- _To do_: Take each line of the data that contains the string "impl" and copy it.

*** Dataset records ***

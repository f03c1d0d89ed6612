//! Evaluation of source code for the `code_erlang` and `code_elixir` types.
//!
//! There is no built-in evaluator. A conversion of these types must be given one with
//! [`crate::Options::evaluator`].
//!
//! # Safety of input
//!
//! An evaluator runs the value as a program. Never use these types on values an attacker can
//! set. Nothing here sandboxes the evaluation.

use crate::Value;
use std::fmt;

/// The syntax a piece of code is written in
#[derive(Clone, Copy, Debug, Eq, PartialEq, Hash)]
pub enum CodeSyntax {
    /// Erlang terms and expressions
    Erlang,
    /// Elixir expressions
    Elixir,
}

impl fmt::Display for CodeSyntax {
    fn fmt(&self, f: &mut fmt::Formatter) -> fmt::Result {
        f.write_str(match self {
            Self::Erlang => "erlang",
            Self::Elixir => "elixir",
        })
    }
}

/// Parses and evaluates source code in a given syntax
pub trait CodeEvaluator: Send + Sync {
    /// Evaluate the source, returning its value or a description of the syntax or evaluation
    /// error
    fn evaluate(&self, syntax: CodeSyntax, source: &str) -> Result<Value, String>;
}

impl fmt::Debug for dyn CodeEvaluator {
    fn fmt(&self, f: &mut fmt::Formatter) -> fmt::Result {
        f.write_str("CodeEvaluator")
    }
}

***
*** Dataset records ***

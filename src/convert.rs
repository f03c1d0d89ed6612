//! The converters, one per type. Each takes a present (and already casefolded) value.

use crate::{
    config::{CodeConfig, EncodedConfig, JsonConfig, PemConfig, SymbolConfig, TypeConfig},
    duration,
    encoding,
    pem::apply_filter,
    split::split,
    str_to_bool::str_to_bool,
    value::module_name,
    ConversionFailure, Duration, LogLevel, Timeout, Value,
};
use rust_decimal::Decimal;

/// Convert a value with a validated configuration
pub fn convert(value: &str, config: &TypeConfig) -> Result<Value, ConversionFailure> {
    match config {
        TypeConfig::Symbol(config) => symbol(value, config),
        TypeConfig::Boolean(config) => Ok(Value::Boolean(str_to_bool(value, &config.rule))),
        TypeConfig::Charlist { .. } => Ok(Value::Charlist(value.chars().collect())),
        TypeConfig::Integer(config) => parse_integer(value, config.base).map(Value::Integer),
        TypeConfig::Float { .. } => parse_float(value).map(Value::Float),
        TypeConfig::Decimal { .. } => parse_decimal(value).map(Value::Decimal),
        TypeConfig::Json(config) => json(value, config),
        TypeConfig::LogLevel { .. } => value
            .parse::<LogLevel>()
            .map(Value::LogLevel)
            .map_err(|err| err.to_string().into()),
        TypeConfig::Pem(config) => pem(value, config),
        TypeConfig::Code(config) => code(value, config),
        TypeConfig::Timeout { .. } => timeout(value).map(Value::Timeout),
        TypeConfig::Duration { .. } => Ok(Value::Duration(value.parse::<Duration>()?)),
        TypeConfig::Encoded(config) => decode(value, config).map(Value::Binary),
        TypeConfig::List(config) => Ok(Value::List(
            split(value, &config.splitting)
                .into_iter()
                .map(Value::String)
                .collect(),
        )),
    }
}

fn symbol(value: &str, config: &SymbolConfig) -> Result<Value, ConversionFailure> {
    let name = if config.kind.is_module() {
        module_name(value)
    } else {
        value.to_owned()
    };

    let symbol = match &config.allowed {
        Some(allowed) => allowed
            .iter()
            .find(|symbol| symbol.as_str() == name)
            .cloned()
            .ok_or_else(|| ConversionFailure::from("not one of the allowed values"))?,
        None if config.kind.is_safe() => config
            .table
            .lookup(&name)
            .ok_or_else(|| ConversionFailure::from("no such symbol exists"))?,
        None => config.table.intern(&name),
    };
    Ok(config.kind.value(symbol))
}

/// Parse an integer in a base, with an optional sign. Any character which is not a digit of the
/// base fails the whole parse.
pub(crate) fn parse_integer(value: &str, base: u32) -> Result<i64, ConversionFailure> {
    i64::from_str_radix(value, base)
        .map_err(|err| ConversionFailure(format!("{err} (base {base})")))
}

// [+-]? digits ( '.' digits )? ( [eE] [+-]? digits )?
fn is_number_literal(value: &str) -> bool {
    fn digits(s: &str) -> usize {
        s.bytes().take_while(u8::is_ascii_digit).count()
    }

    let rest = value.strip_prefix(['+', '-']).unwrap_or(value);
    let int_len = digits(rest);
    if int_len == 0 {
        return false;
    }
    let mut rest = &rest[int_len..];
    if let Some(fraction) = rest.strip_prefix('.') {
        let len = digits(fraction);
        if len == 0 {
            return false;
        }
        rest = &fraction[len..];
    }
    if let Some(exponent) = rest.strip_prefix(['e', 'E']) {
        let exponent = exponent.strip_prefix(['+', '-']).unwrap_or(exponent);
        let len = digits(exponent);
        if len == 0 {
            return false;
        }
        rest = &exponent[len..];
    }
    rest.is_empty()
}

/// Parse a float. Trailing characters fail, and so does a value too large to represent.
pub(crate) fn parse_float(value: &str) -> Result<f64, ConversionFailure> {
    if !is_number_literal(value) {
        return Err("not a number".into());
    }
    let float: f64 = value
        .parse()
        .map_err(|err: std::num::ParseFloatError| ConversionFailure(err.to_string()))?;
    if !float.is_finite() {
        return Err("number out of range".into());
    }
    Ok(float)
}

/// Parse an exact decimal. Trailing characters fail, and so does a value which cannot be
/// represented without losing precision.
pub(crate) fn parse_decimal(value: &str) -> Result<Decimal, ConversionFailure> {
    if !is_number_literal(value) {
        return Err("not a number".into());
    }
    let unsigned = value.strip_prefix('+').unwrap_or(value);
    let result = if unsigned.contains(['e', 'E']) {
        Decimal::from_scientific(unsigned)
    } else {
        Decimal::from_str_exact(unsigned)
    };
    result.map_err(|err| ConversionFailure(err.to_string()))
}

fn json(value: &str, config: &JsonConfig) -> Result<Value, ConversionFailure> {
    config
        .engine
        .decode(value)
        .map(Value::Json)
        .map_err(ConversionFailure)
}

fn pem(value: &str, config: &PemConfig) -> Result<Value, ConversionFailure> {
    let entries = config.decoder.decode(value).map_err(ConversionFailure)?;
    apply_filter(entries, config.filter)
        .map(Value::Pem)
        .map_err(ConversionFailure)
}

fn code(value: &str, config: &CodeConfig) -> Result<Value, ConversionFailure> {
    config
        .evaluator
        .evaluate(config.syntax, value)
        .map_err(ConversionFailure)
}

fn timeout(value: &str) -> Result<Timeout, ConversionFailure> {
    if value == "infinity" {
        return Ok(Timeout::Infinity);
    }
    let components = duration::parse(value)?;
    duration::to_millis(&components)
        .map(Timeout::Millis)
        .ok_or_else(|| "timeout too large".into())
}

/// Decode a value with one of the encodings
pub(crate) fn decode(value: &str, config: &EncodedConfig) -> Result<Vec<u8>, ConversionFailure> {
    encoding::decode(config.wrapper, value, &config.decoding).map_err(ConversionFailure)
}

***

- _Response to this exercise_:
impl fmt::Display for CodeSyntax {
impl fmt::Debug for dyn CodeEvaluator {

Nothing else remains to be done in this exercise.